#### DATA EXCERPTS

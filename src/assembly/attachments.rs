//! Deciding, per attachment, whether it is inlined into the body as a
//! `data:` URI, attached standalone, or left to a nested message.

use std::collections::HashSet;

use base64::Engine;
use tracing::{debug, warn};

use crate::error::{ConvertError, Result};
use crate::model::attachment::{Attachment, ResolvedAttachment};
use crate::model::email::ParsedEmail;
use crate::parser::eml::EmailDecoder;
use crate::parser::LENIENT_BASE64;

/// Filename given to attached messages whose own name has no extension.
pub const MAIL_ATTACHMENT_FILENAME: &str = "Mail Attachment.eml";

/// Stem used when the decoder delivered no filename at all.
const UNNAMED_STEM: &str = "attachment";

/// Outcome of resolving a message's attachments against its body.
#[derive(Debug, Clone, Default)]
pub struct AttachmentResolution {
    /// Standalone attachments, in message order.
    pub attachments: Vec<ResolvedAttachment>,
    /// Display filenames of `attachments`, same order.
    pub filenames: Vec<String>,
    /// The body with every matched `cid:` reference replaced.
    pub body: String,
    /// Number of attachments substituted into the body.
    pub inlined: usize,
    /// Number of attachments dropped because a nested message owns them.
    pub nested: usize,
    /// Number of attachments skipped for missing headers or payload.
    pub skipped: usize,
}

/// Resolve the attachments of `email` against `body`.
///
/// Nested `message/rfc822` attachments are re-decoded through `decoder`
/// (one level deep) only to learn which content-ids belong to them.
pub fn resolve_attachments(
    email: &ParsedEmail,
    decoder: &dyn EmailDecoder,
    body: String,
) -> Result<AttachmentResolution> {
    let nested_ids = nested_content_ids(&email.attachments, decoder)?;
    let mut out = AttachmentResolution {
        body,
        ..Default::default()
    };

    for (idx, attachment) in email.attachments.iter().enumerate() {
        let (Some(header), Some(raw)) = (&attachment.content_header, &attachment.raw) else {
            warn!(index = idx, "Skipping attachment without content header or payload");
            out.skipped += 1;
            continue;
        };
        let full_type = header.content_type().unwrap_or_default();

        if let Some(cid) = header.content_id() {
            if nested_ids.contains(cid) {
                debug!(index = idx, content_id = cid, "Attachment belongs to a nested message");
                out.nested += 1;
                continue;
            }
            if inline_into(&mut out.body, cid, full_type, raw) {
                debug!(index = idx, content_id = cid, "Inlined attachment");
                out.inlined += 1;
                continue;
            }
        }

        let data = LENIENT_BASE64
            .decode(raw)
            .map_err(|e| ConvertError::base64(format!("attachment #{idx}"), e))?;
        let filename = complete_filename(attachment.filename.as_deref(), full_type);
        debug!(index = idx, filename = %filename, size = data.len(), "Standalone attachment");
        out.filenames.push(filename.clone());
        out.attachments.push(ResolvedAttachment { filename, data });
    }

    Ok(out)
}

/// Content-ids of every attachment inside the message's attached messages.
///
/// Only direct children are scanned; messages nested deeper are not.
fn nested_content_ids(
    attachments: &[Attachment],
    decoder: &dyn EmailDecoder,
) -> Result<HashSet<String>> {
    let mut ids = HashSet::new();

    for (idx, attachment) in attachments.iter().enumerate() {
        let Some(header) = &attachment.content_header else {
            continue;
        };
        let Some(raw) = attachment.raw.as_deref().filter(|_| header.is_message()) else {
            continue;
        };

        let bytes = LENIENT_BASE64
            .decode(raw)
            .map_err(|e| ConvertError::base64(format!("nested message #{idx}"), e))?;
        let nested = decoder.decode(&bytes)?;
        for inner in &nested.attachments {
            if let Some(inner_header) = &inner.content_header {
                ids.extend(inner_header.content_id.iter().cloned());
            }
        }
    }

    if !ids.is_empty() {
        debug!(count = ids.len(), "Collected nested content-ids");
    }
    Ok(ids)
}

/// Replace every `cid:<id>` in `body` with a `data:` URI built from the
/// attachment. Returns `false` (leaving `body` untouched) when the body
/// never references the id or the content type is empty.
fn inline_into(body: &mut String, content_id: &str, content_type: &str, payload: &str) -> bool {
    let id = strip_angle_brackets(content_id);
    let media_type = media_type(content_type);
    if id.is_empty() || media_type.is_empty() {
        return false;
    }

    let token = format!("cid:{id}");
    if !body.contains(&token) {
        return false;
    }
    *body = body.replace(&token, &format!("data:{media_type};base64,{payload}"));
    true
}

/// `<abc@host>` → `abc@host`; values without brackets pass through.
fn strip_angle_brackets(content_id: &str) -> &str {
    let trimmed = content_id.trim();
    trimmed
        .strip_prefix('<')
        .and_then(|s| s.strip_suffix('>'))
        .unwrap_or(trimmed)
}

/// The media type without parameters: `image/png; name="x"` → `image/png`.
fn media_type(content_type: &str) -> &str {
    content_type.split(';').next().unwrap_or_default().trim()
}

/// Give extensionless filenames an extension inferred from the content type.
///
/// Attached messages become [`MAIL_ATTACHMENT_FILENAME`]; `image/<subtype>`
/// gets `.<subtype>` appended. Other types keep their name as is.
pub fn complete_filename(filename: Option<&str>, content_type: &str) -> String {
    let name = filename
        .map(str::trim)
        .filter(|n| !n.is_empty())
        .unwrap_or(UNNAMED_STEM);
    if name.contains('.') {
        return name.to_string();
    }

    let media_type = media_type(content_type).to_ascii_lowercase();
    if media_type.starts_with("message/rfc822") {
        return MAIL_ATTACHMENT_FILENAME.to_string();
    }
    match media_type.strip_prefix("image/") {
        Some(subtype) if !subtype.is_empty() => format!("{name}.{subtype}"),
        _ => name.to_string(),
    }
}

#### EXERCISE REQUIREMENTS
The full set of records must be transcribed character for character.

#### WRITTEN SOLUTION
filename src/assembly/attachments.rs
//! Deciding, per attachment, whether it is inlined into the body as a
//! `data:` URI, attached standalone, or left to a nested message.

use std::collections::HashSet;

use base64::Engine;
use tracing::{debug, warn};

use crate::error::{ConvertError, Result};
use crate::model::attachment::{Attachment, ResolvedAttachment};
use crate::model::email::ParsedEmail;
use crate::parser::eml::EmailDecoder;
use crate::parser::LENIENT_BASE64;

/// Filename given to attached messages whose own name has no extension.
pub const MAIL_ATTACHMENT_FILENAME: &str = "Mail Attachment.eml";

/// Stem used when the decoder delivered no filename at all.
const UNNAMED_STEM: &str = "attachment";

/// Outcome of resolving a message's attachments against its body.
#[derive(Debug, Clone, Default)]
pub struct AttachmentResolution {
    /// Standalone attachments, in message order.
    pub attachments: Vec<ResolvedAttachment>,
    /// Display filenames of `attachments`, same order.
    pub filenames: Vec<String>,
    /// The body with every matched `cid:` reference replaced.
    pub body: String,
    /// Number of attachments substituted into the body.
    pub inlined: usize,
    /// Number of attachments dropped because a nested message owns them.
    pub nested: usize,
    /// Number of attachments skipped for missing headers or payload.
    pub skipped: usize,
}

/// Resolve the attachments of `email` against `body`.
///
/// Nested `message/rfc822` attachments are re-decoded through `decoder`
/// (one level deep) only to learn which content-ids belong to them.
pub fn resolve_attachments(
    email: &ParsedEmail,
    decoder: &dyn EmailDecoder,
    body: String,
) -> Result<AttachmentResolution> {
    let nested_ids = nested_content_ids(&email.attachments, decoder)?;
    let mut out = AttachmentResolution {
        body,
        ..Default::default()
    };

    for (idx, attachment) in email.attachments.iter().enumerate() {
        let (Some(header), Some(raw)) = (&attachment.content_header, &attachment.raw) else {
            warn!(index = idx, "Skipping attachment without content header or payload");
            out.skipped += 1;
            continue;
        };
        let full_type = header.content_type().unwrap_or_default();

        if let Some(cid) = header.content_id() {
            if nested_ids.contains(cid) {
                debug!(index = idx, content_id = cid, "Attachment belongs to a nested message");
                out.nested += 1;
                continue;
            }
            if inline_into(&mut out.body, cid, full_type, raw) {
                debug!(index = idx, content_id = cid, "Inlined attachment");
                out.inlined += 1;
                continue;
            }
        }

        let data = LENIENT_BASE64
            .decode(raw)
            .map_err(|e| ConvertError::base64(format!("attachment #{idx}"), e))?;
        let filename = complete_filename(attachment.filename.as_deref(), full_type);
        debug!(index = idx, filename = %filename, size = data.len(), "Standalone attachment");
        out.filenames.push(filename.clone());
        out.attachments.push(ResolvedAttachment { filename, data });
    }

    Ok(out)
}

/// Content-ids of every attachment inside the message's attached messages.
///
/// Only direct children are scanned; messages nested deeper are not.
fn nested_content_ids(
    attachments: &[Attachment],
    decoder: &dyn EmailDecoder,
) -> Result<HashSet<String>> {
    let mut ids = HashSet::new();

    for (idx, attachment) in attachments.iter().enumerate() {
        let Some(header) = &attachment.content_header else {
            continue;
        };
        let Some(raw) = attachment.raw.as_deref().filter(|_| header.is_message()) else {
            continue;
        };

        let bytes = LENIENT_BASE64
            .decode(raw)
            .map_err(|e| ConvertError::base64(format!("nested message #{idx}"), e))?;
        let nested = decoder.decode(&bytes)?;
        for inner in &nested.attachments {
            if let Some(inner_header) = &inner.content_header {
                ids.extend(inner_header.content_id.iter().cloned());
            }
        }
    }

    if !ids.is_empty() {
        debug!(count = ids.len(), "Collected nested content-ids");
    }
    Ok(ids)
}

/// Replace every `cid:<id>` in `body` with a `data:` URI built from the
/// attachment. Returns `false` (leaving `body` untouched) when the body
/// never references the id or the content type is empty.
fn inline_into(body: &mut String, content_id: &str, content_type: &str, payload: &str) -> bool {
    let id = strip_angle_brackets(content_id);
    let media_type = media_type(content_type);
    if id.is_empty() || media_type.is_empty() {
        return false;
    }

    let token = format!("cid:{id}");
    if !body.contains(&token) {
        return false;
    }
    *body = body.replace(&token, &format!("data:{media_type};base64,{payload}"));
    true
}

/// `<abc@host>` → `abc@host`; values without brackets pass through.
fn strip_angle_brackets(content_id: &str) -> &str {
    let trimmed = content_id.trim();
    trimmed
        .strip_prefix('<')
        .and_then(|s| s.strip_suffix('>'))
        .unwrap_or(trimmed)
}

/// The media type without parameters: `image/png; name="x"` → `image/png`.
fn media_type(content_type: &str) -> &str {
    content_type.split(';').next().unwrap_or_default().trim()
}

/// Give extensionless filenames an extension inferred from the content type.
///
/// Attached messages become [`MAIL_ATTACHMENT_FILENAME`]; `image/<subtype>`
/// gets `.<subtype>` appended. Other types keep their name as is.
pub fn complete_filename(filename: Option<&str>, content_type: &str) -> String {
    let name = filename
        .map(str::trim)
        .filter(|n| !n.is_empty())
        .unwrap_or(UNNAMED_STEM);
    if name.contains('.') {
        return name.to_string();
    }

    let media_type = media_type(content_type).to_ascii_lowercase();
    if media_type.starts_with("message/rfc822") {
        return MAIL_ATTACHMENT_FILENAME.to_string();
    }
    match media_type.strip_prefix("image/") {
        Some(subtype) if !subtype.is_empty() => format!("{name}.{subtype}"),
        _ => name.to_string(),
    }
}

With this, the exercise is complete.